Last week, the U.S. Supreme Court resolved that question, holding that “registration” occurs, and a copyright claimant may commence an infringement suit, when the Copyright Office registers a copyright. This can mean long delays before filing, as the current administrative backlog at the Copyright Office has resulted in processing times of seven months on average. It also has encouraged many current litigants to withdraw pending lawsuits that had been based on the application approach precedent – including for example the wave of copyright infringement lawsuits filed against the video games Fortnite and NBA2K over dances included in those games.

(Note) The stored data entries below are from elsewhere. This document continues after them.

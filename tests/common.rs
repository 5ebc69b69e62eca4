//! Common test utilities for building workflow metadata.
use wfgraph::prelude::*;

/// Three unconditional activities and no branch points.
#[allow(dead_code)]
pub fn create_linear_workflow() -> WorkflowMetadata {
    let mut builder = WorkflowMetadata::builder("LinearWorkflow");
    builder
        .activity("withdrawFunds", 10, Guard::Always)
        .activity("depositFunds", 11, Guard::Always)
        .activity("sendReceipt", 12, Guard::Always);
    builder.finish().expect("valid linear workflow")
}

/// One activity followed by two independent decisions, each guarding one activity.
///
/// ```text
/// withdraw
/// if NeedToConvert: currencyConvert
/// if IsTFNKnown: notifyAto else takeNonResidentTax
/// deposit
/// ```
#[allow(dead_code)]
pub fn create_two_decision_workflow() -> WorkflowMetadata {
    let mut builder = WorkflowMetadata::builder("MoneyTransfer");
    builder.activity("withdraw", 10, Guard::Always);
    let convert = builder.decision("NeedToConvert", 12, Guard::Always);
    builder.activity("currencyConvert", 13, Guard::when(convert, true));
    let tfn = builder.decision("IsTFNKnown", 15, Guard::Always);
    builder.activity("notifyAto", 16, Guard::when(tfn, true));
    builder.activity("takeNonResidentTax", 18, Guard::when(tfn, false));
    builder.activity("deposit", 20, Guard::Always);
    builder.finish().expect("valid two-decision workflow")
}

/// A single activity and two decisions that guard nothing.
#[allow(dead_code)]
pub fn create_bare_decisions_workflow() -> WorkflowMetadata {
    let mut builder = WorkflowMetadata::builder("BareDecisions");
    builder.activity("withdraw", 10, Guard::Always);
    builder.decision("NeedToConvert", 12, Guard::Always);
    builder.decision("IsTFNKnown", 14, Guard::Always);
    builder.finish().expect("valid workflow")
}

/// `count` sequential decisions with no guarded steps.
#[allow(dead_code)]
pub fn create_decision_chain(count: usize) -> WorkflowMetadata {
    let mut builder = WorkflowMetadata::builder("DecisionChain");
    builder.activity("prepare", 1, Guard::Always);
    for i in 0..count {
        builder.decision(format!("Check{}", i), 10 + i as u32, Guard::Always);
    }
    builder.finish().expect("valid decision chain")
}

/// Order workflow that signals a peer shipping workflow.
#[allow(dead_code)]
pub fn create_signal_workflow(target: TargetPattern) -> WorkflowMetadata {
    let mut builder = WorkflowMetadata::builder("OrderWorkflow");
    builder
        .activity("reserveStock", 10, Guard::Always)
        .external_signal("ship_order", target, 12, Guard::Always)
        .activity("chargeCard", 14, Guard::Always);
    builder.finish().expect("valid signal workflow")
}

/// Approval flow with a signal wait, a child workflow and a nested decision.
#[allow(dead_code)]
pub fn create_approval_workflow() -> WorkflowMetadata {
    let mut builder = WorkflowMetadata::builder("ApprovalWorkflow");
    builder.activity("submitRequest", 10, Guard::Always);
    let approved = builder.signal_wait(
        "approval",
        12,
        "self.approved",
        "timedelta(hours=24)",
        Guard::Always,
    );
    builder.branch_labels(approved, "approved", "timeout");
    let urgent = builder.decision("IsUrgent", 14, Guard::when(approved, true));
    builder.child_workflow("ExpressShipping", 15, Guard::when(approved, true).and(urgent, true));
    builder.activity("escalate", 18, Guard::when(approved, false));
    builder.activity("archive", 20, Guard::Always);
    builder.finish().expect("valid approval workflow")
}

/// Context with the given output format and defaults otherwise.
#[allow(dead_code)]
pub fn context_with_format(format: OutputFormat) -> GraphBuildingContext {
    GraphBuildingContext::builder()
        .with_output_format(format)
        .build()
        .expect("valid context")
}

The most important takeaway from this decision is for copyright owners to register their works early. Expedited application processing is still available through the “special handling” process, but only in certain situations and at a cost of $800 per claim. The Supreme Court also made a point to highlight that the “registration approach” would not deprive owners of substantive rights, because they can still recover damages for infringement that occurred both before and after registration. Early registration can avoid both of these issues and ensure a copyright owner’s ability to promptly bring litigation when the need arises.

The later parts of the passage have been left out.